Hi Mark,

You raise a very good question, and it sounds like you and your colleagues have studied it more seriously than I have.  We have the same pair of courses at Cal Poly (along with several other versions of intro courses aimed at different student audience, such as business students and engineering students and life science students).  Your description of the biggest difference between the courses is the same for us.

Unfortunately, we don't have a good answer to your question about improving placement of students into thee courses.  We have a Calc I pre-req for the course that uses ISCAM, so students in that course are primarily Statistics and Mathematics and Economics majors.  We don't find this placement method to be very satisfying, so we'll be interested to hear what you and others come up with.

Best wishes,

Allan


On 12/4/2015 12:55 PM, Mark Mills wrote:

Statistics education colleagues,

 

We currently have two introductory stats courses here at Central College.  

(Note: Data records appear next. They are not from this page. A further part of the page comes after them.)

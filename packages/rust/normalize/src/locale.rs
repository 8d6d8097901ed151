//! US locale filter.
//!
//! Searches are already US-scoped, so the filter leans permissive: a record
//! is kept unless something positively points outside the US.

use std::sync::LazyLock;

use regex::Regex;
use tracing::{debug, info};

use jobsweep_shared::NormalizedRecord;

use crate::geo::{US_STATES, is_us_country, is_us_state_code};

/// "US"/"USA" as whole words, or the spelled-out name.
static US_TOKEN_RE: LazyLock<Regex> = LazyLock::new(|| {
    Regex::new(r"\bUSA?\b|UNITED STATES").expect("valid regex")
});

/// Whether a normalized record is US-based. Rules apply in order; first match wins.
pub fn is_us(record: &NormalizedRecord) -> bool {
    let country = record.country.trim().to_uppercase();
    let state = record.state.trim().to_uppercase();
    let location = record.location.trim().to_uppercase();

    if is_us_country(&country) {
        return true;
    }
    if is_us_state_code(&state) {
        return true;
    }
    if US_STATES
        .iter()
        .any(|(_, name)| location.contains(&name.to_uppercase()))
    {
        return true;
    }
    if US_STATES
        .iter()
        .any(|(code, _)| has_delimited_code(&location, code))
    {
        return true;
    }

    let remote = location.contains("REMOTE");
    if remote && US_TOKEN_RE.is_match(&location) {
        return true;
    }
    if remote && country.is_empty() {
        return true;
    }

    country.is_empty() && state.is_empty() && !location.is_empty()
}

/// ", XX" followed by end or a non-letter; a trailing " XX"; or exactly "XX".
fn has_delimited_code(location: &str, code: &str) -> bool {
    if location == code {
        return true;
    }
    if location
        .strip_suffix(code)
        .is_some_and(|head| head.ends_with(' '))
    {
        return true;
    }

    let needle = format!(", {code}");
    location.match_indices(&needle).any(|(idx, _)| {
        location[idx + needle.len()..]
            .chars()
            .next()
            .is_none_or(|next| !next.is_alphabetic())
    })
}

/// Keep only US-based records, preserving order.
pub fn filter_us(records: Vec<NormalizedRecord>) -> Vec<NormalizedRecord> {
    let before = records.len();
    let kept: Vec<NormalizedRecord> = records
        .into_iter()
        .filter(|record| {
            let keep = is_us(record);
            if !keep {
                debug!(
                    company = %record.company_name,
                    title = %record.job_title,
                    location = %record.location,
                    "filtered non-US posting"
                );
            }
            keep
        })
        .collect();

    let dropped = before - kept.len();
    if dropped > 0 {
        info!(kept = kept.len(), dropped, "locale filter applied");
    }
    kept
}
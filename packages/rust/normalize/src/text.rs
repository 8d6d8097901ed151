//! Free-text cleaning shared by every normalized field.

/// Cap for ordinary text fields (company, title, location, ...).
pub const TEXT_LIMIT: usize = 500;

/// Cap for job descriptions.
pub const DESCRIPTION_LIMIT: usize = 5000;

/// Cap for employment-type text that matched no known type.
pub const EMPLOYMENT_TEXT_LIMIT: usize = 50;

/// Cap for posted-date text we could not resolve.
pub const UNPARSED_DATE_LIMIT: usize = 20;

/// Cap for state and country values passed through verbatim.
pub const REGION_LIMIT: usize = 20;

/// Strip non-printable characters, collapse whitespace, trim, and cap at
/// `limit` characters.
pub fn clean_text(input: &str, limit: usize) -> String {
    let printable: String = input
        .chars()
        .map(|c| if c.is_whitespace() { ' ' } else { c })
        .filter(|c| !c.is_control() && !is_invisible(*c))
        .collect();

    let collapsed = printable.split_whitespace().collect::<Vec<_>>().join(" ");
    let mut capped = truncate_chars(&collapsed, limit);
    capped.truncate(capped.trim_end().len());
    capped
}

/// Take at most `limit` characters (not bytes).
pub fn truncate_chars(input: &str, limit: usize) -> String {
    match input.char_indices().nth(limit) {
        Some((byte_idx, _)) => input[..byte_idx].to_string(),
        None => input.to_string(),
    }
}

/// Zero-width and formatting characters that render as nothing.
fn is_invisible(c: char) -> bool {
    matches!(
        c,
        '\u{200B}' | '\u{200C}' | '\u{200D}' | '\u{2060}' | '\u{FEFF}' | '\u{00AD}'
    )
}
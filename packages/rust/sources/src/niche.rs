//! Tier 3: niche job boards.
//!
//! Keyword-only. Each enabled board's search page is fetched, its listing
//! cards located by a [`BoardAdapter`](crate::BoardAdapter), and the cards
//! parsed best-effort. One failing board never stops the others.

use std::time::Duration;

use async_trait::async_trait;
use reqwest::Client;
use scraper::Html;
use tracing::{debug, info, instrument, warn};
use url::Url;

use jobsweep_shared::{BoardCard, BoardConfig, JobsweepError, NicheConfig, RawRecord, Result, Tier};

use crate::adapters::{BoardAdapterRegistry, parse_job_card};
use crate::{JobSource, LocationScope, http_client};

/// Boards serve reduced or empty pages to non-browser agents.
const BROWSER_USER_AGENT: &str = "Mozilla/5.0 (Windows NT 10.0; Win64; x64) AppleWebKit/537.36 \
     (KHTML, like Gecko) Chrome/131.0.0.0 Safari/537.36";

pub struct NicheBoardSource {
    client: Client,
    boards: Vec<BoardConfig>,
    title_terms: Vec<String>,
    site_delay: Duration,
    max_cards: usize,
    adapters: BoardAdapterRegistry,
}

impl NicheBoardSource {
    /// Build from config; disabled boards are dropped.
    pub fn new(config: &NicheConfig, timeout: Duration) -> Result<Self> {
        Ok(Self {
            client: http_client(timeout, BROWSER_USER_AGENT)?,
            boards: config.boards.iter().filter(|b| b.enabled).cloned().collect(),
            title_terms: config
                .title_terms
                .iter()
                .map(|t| t.to_lowercase())
                .collect(),
            site_delay: Duration::from_millis(config.site_delay_ms),
            max_cards: config.max_cards_per_board,
            adapters: BoardAdapterRegistry::new(),
        })
    }

    /// Whether any board is enabled.
    pub fn has_boards(&self) -> bool {
        !self.boards.is_empty()
    }

    async fn scrape_board(&self, board: &BoardConfig, keyword: &str) -> Result<Vec<BoardCard>> {
        let page_url = Url::parse(&render_search_url(&board.url_template, keyword))
            .map_err(|e| JobsweepError::config(format!("board {}: bad url_template: {e}", board.name)))?;

        debug!(board = %board.name, url = %page_url, "fetching board");
        let response = self
            .client
            .get(page_url.as_str())
            .send()
            .await
            .map_err(|e| JobsweepError::Network(format!("{}: {e}", board.name)))?;

        let status = response.status();
        if !status.is_success() {
            return Err(JobsweepError::Network(format!("{}: HTTP {status}", board.name)));
        }

        let body = response
            .text()
            .await
            .map_err(|e| JobsweepError::Network(format!("{}: body read failed: {e}", board.name)))?;

        Ok(self.extract(&body, &page_url, board, keyword))
    }

    fn extract(&self, body: &str, page_url: &Url, board: &BoardConfig, keyword: &str) -> Vec<BoardCard> {
        let doc = Html::parse_document(body);
        let adapter = self.adapters.for_board(&board.name);

        adapter
            .extract_cards(&doc)
            .iter()
            .take(self.max_cards)
            .filter_map(|card| parse_job_card(card, page_url, &board.name, keyword, &self.title_terms))
            .collect()
    }
}

/// Fill `{keyword}` (form-encoded, spaces as `+`) and `{keyword_slug}`
/// (lower-case, spaces as `-`).
pub fn render_search_url(template: &str, keyword: &str) -> String {
    let encoded: String = url::form_urlencoded::byte_serialize(keyword.as_bytes()).collect();
    let slug = keyword
        .split_whitespace()
        .collect::<Vec<_>>()
        .join("-")
        .to_lowercase();
    template
        .replace("{keyword_slug}", &slug)
        .replace("{keyword}", &encoded)
}

#[async_trait]
impl JobSource for NicheBoardSource {
    fn name(&self) -> &str {
        "niche-boards"
    }

    fn tier(&self) -> Tier {
        Tier::Niche
    }

    fn location_scope(&self) -> LocationScope {
        LocationScope::KeywordOnly
    }

    #[instrument(skip_all, fields(keyword = %keyword))]
    async fn search(&self, keyword: &str, _location: Option<&str>) -> Result<Vec<RawRecord>> {
        let mut records = Vec::new();

        for (i, board) in self.boards.iter().enumerate() {
            if i > 0 && !self.site_delay.is_zero() {
                tokio::time::sleep(self.site_delay).await;
            }

            match self.scrape_board(board, keyword).await {
                Ok(cards) => {
                    info!(board = %board.name, found = cards.len(), "board scraped");
                    records.extend(cards.into_iter().map(RawRecord::NicheBoard));
                }
                Err(e) => warn!(board = %board.name, error = %e, "board failed, skipping"),
            }
        }

        Ok(records)
    }
}

#[cfg(test)]
mod tests {
    use super::*;
    use wiremock::matchers::{method, path, query_param};
    use wiremock::{Mock, MockServer, ResponseTemplate};

    fn board(name: &str, url_template: String, enabled: bool) -> BoardConfig {
        BoardConfig {
            name: name.into(),
            url_template,
            enabled,
        }
    }

    fn config(boards: Vec<BoardConfig>) -> NicheConfig {
        NicheConfig {
            boards,
            site_delay_ms: 0,
            ..NicheConfig::default()
        }
    }

    #[test]
    fn renders_keyword_placeholders() {
        assert_eq!(
            render_search_url("https://b.example/jobs?q={keyword}", "Accounts Payable Clerk"),
            "https://b.example/jobs?q=Accounts+Payable+Clerk"
        );
        assert_eq!(
            render_search_url("https://b.example/jobs/q-{keyword_slug}-jobs.html", "Accounts Payable"),
            "https://b.example/jobs/q-accounts-payable-jobs.html"
        );
    }

    #[tokio::test]
    async fn scrapes_enabled_boards_and_skips_failures() {
        let server = MockServer::start().await;

        let listing = r#"<html><body>
            <div class="job-card"><a href="/jobs/1">Accounts Payable Clerk</a><p>Acme</p><p>Austin, TX</p></div>
            <div class="job-card"><a href="/jobs/2">Marketing Lead</a><p>Globex</p><p>Remote</p></div>
            <div class="job-card"><p>Initech</p><a href="/jobs/3">AP Specialist</a><p>Denver, CO</p></div>
        </body></html>"#;

        Mock::given(method("GET"))
            .and(path("/jobs"))
            .and(query_param("searchKeyword", "Accounts Payable"))
            .respond_with(ResponseTemplate::new(200).set_body_string(listing))
            .mount(&server)
            .await;

        Mock::given(method("GET"))
            .and(path("/broken"))
            .respond_with(ResponseTemplate::new(503))
            .mount(&server)
            .await;

        let boards = vec![
            board("broken.example", format!("{}/broken?q={{keyword}}", server.uri()), true),
            board(
                "jobright.ai",
                format!("{}/jobs?searchKeyword={{keyword}}", server.uri()),
                true,
            ),
            board("monster.com", format!("{}/never", server.uri()), false),
        ];

        let source = NicheBoardSource::new(&config(boards), Duration::from_secs(5)).unwrap();
        let records = source.search("Accounts Payable", None).await.unwrap();

        assert_eq!(records.len(), 2);
        let cards: Vec<&BoardCard> = records
            .iter()
            .map(|r| match r {
                RawRecord::NicheBoard(card) => card,
                other => panic!("unexpected record {other:?}"),
            })
            .collect();

        assert_eq!(cards[0].title, "Accounts Payable Clerk");
        assert_eq!(cards[0].company, "Acme");
        assert_eq!(cards[0].url, format!("{}/jobs/1", server.uri()));
        assert_eq!(cards[1].title, "AP Specialist");
        assert_eq!(cards[1].company, "Initech");
        assert_eq!(cards[1].board, "jobright.ai");
    }

    #[tokio::test]
    async fn caps_cards_per_board() {
        let server = MockServer::start().await;

        let cards: String = (0..10)
            .map(|i| format!(r#"<div class="job-card"><a href="/jobs/{i}">AP Clerk {i}</a><p>Co {i}</p></div>"#))
            .collect();
        Mock::given(method("GET"))
            .respond_with(ResponseTemplate::new(200).set_body_string(format!("<html><body>{cards}</body></html>")))
            .mount(&server)
            .await;

        let mut niche = config(vec![board("jobright.ai", format!("{}/jobs", server.uri()), true)]);
        niche.max_cards_per_board = 3;

        let source = NicheBoardSource::new(&niche, Duration::from_secs(5)).unwrap();
        let records = source.search("Accounts Payable", None).await.unwrap();
        assert_eq!(records.len(), 3);
    }
}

  • Applied Statistics (MATH 215) is intended for more mathematically/technically mature/advanced students.  We use Rossman and Chance's ISCAM book, and students learn how to use Minitab to do statistical tests and intervals.
  • Intro to Statistics (MATH 105) is intended for students who are not as sophisticated mathematically/technically.  We use Tintle's Introduction to Statistical Investiations book, and students use the accompanying applets to do much of the work for them.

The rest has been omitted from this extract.